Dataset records
★ ★ ★ ★ ★ ★ ★

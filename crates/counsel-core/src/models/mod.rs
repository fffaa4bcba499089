//! Domain models for Counsel Broker
//!
//! This module contains the core domain models used throughout the application.

pub mod binding;
pub mod booking;
pub mod call_session;
pub mod settlement;
pub mod wallet;

pub use binding::{AccountRole, BindRejection, Binding, Channel, Identity, PartyRole};
pub use booking::{Booking, BookingStatus, NewBooking};
pub use call_session::{Actor, CallEvent, CallSession, CallStatus};
pub use settlement::{unused_minutes, SettlementPlan, SettlementResult};
pub use wallet::{AuditReport, EntryKind, LedgerEntry, LedgerTotals, NewLedgerEntry, Wallet};
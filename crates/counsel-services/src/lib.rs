//! Business logic services for Counsel Broker
//!
//! This crate coordinates live counselling calls for paid bookings and
//! settles them against the wallet ledger.
//!
//! # Services
//!
//! - `CallSessionService` - Call lifecycle state machine with authorization
//! - `NotificationHub` - Per-booking fan-out to live connections
//! - `SettlementEngine` - Idempotent fee transfer and unused-minute credit
//! - `LedgerService` - Payments, withdrawals and wallet views
//! - `SessionGateway` - Connection authentication and role binding
//! - `PendingCallSweeper` - Optional expiry of unanswered calls
//!
//! All writers of a booking serialize on `BookingLocks`, held across persist
//! and publish.

pub mod call_session;
pub mod gateway;
pub mod hub;
pub mod ledger;
pub mod locks;
pub mod settlement;
pub mod sweeper;

pub use call_session::CallSessionService;
pub use gateway::SessionGateway;
pub use hub::{HubMessage, NotificationHub, Outbound, Scope};
pub use ledger::{LedgerPage, LedgerService};
pub use locks::BookingLocks;
pub use settlement::SettlementEngine;
pub use sweeper::PendingCallSweeper;

use counsel_core::config::CallsConfig;
use counsel_core::traits::{
    BookingRepository, CallSessionRepository, CredentialVerifier, LedgerRepository,
};
use std::sync::Arc;
use std::time::Duration;

/// Storage handles the services are built from
#[derive(Clone)]
pub struct Stores {
    pub bookings: Arc<dyn BookingRepository>,
    pub sessions: Arc<dyn CallSessionRepository>,
    pub ledger: Arc<dyn LedgerRepository>,
}

/// Every service, wired to shared locks and one hub
#[derive(Clone)]
pub struct Services {
    pub bookings: Arc<dyn BookingRepository>,
    pub hub: Arc<NotificationHub>,
    pub calls: Arc<CallSessionService>,
    pub settlement: Arc<SettlementEngine>,
    pub ledger: Arc<LedgerService>,
    pub gateway: Arc<SessionGateway>,
    sessions: Arc<dyn CallSessionRepository>,
    config: CallsConfig,
}

impl Services {
    pub fn new(stores: Stores, verifier: Arc<dyn CredentialVerifier>, config: CallsConfig) -> Self {
        let locks = Arc::new(BookingLocks::new());
        let hub = Arc::new(NotificationHub::new(
            stores.sessions.clone(),
            locks.clone(),
            config.outbound_queue_capacity,
        ));
        let calls = Arc::new(CallSessionService::new(
            stores.bookings.clone(),
            stores.sessions.clone(),
            hub.clone(),
            locks.clone(),
        ));
        let settlement = Arc::new(SettlementEngine::new(
            stores.bookings.clone(),
            stores.sessions.clone(),
            stores.ledger.clone(),
            hub.clone(),
            locks.clone(),
        ));
        let ledger = Arc::new(LedgerService::new(stores.ledger.clone(), locks));
        let gateway = Arc::new(SessionGateway::new(
            verifier,
            stores.bookings.clone(),
            hub.clone(),
        ));

        Self {
            bookings: stores.bookings,
            hub,
            calls,
            settlement,
            ledger,
            gateway,
            sessions: stores.sessions,
            config,
        }
    }

    pub fn calls_config(&self) -> &CallsConfig {
        &self.config
    }

    /// Sweeper for unanswered calls, when a pending timeout is configured
    pub fn pending_sweeper(&self) -> Option<PendingCallSweeper> {
        let timeout = self.config.pending_timeout_secs?;
        Some(PendingCallSweeper::new(
            self.sessions.clone(),
            self.calls.clone(),
            Duration::from_secs(timeout),
            Duration::from_secs(self.config.sweep_interval_secs.max(1)),
        ))
    }
}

★ ★ ★ ★ ★ ★ ★

## Task brief
The reply should be nothing but the number of lines in the entries that include "binding".

## Output of the exercise
3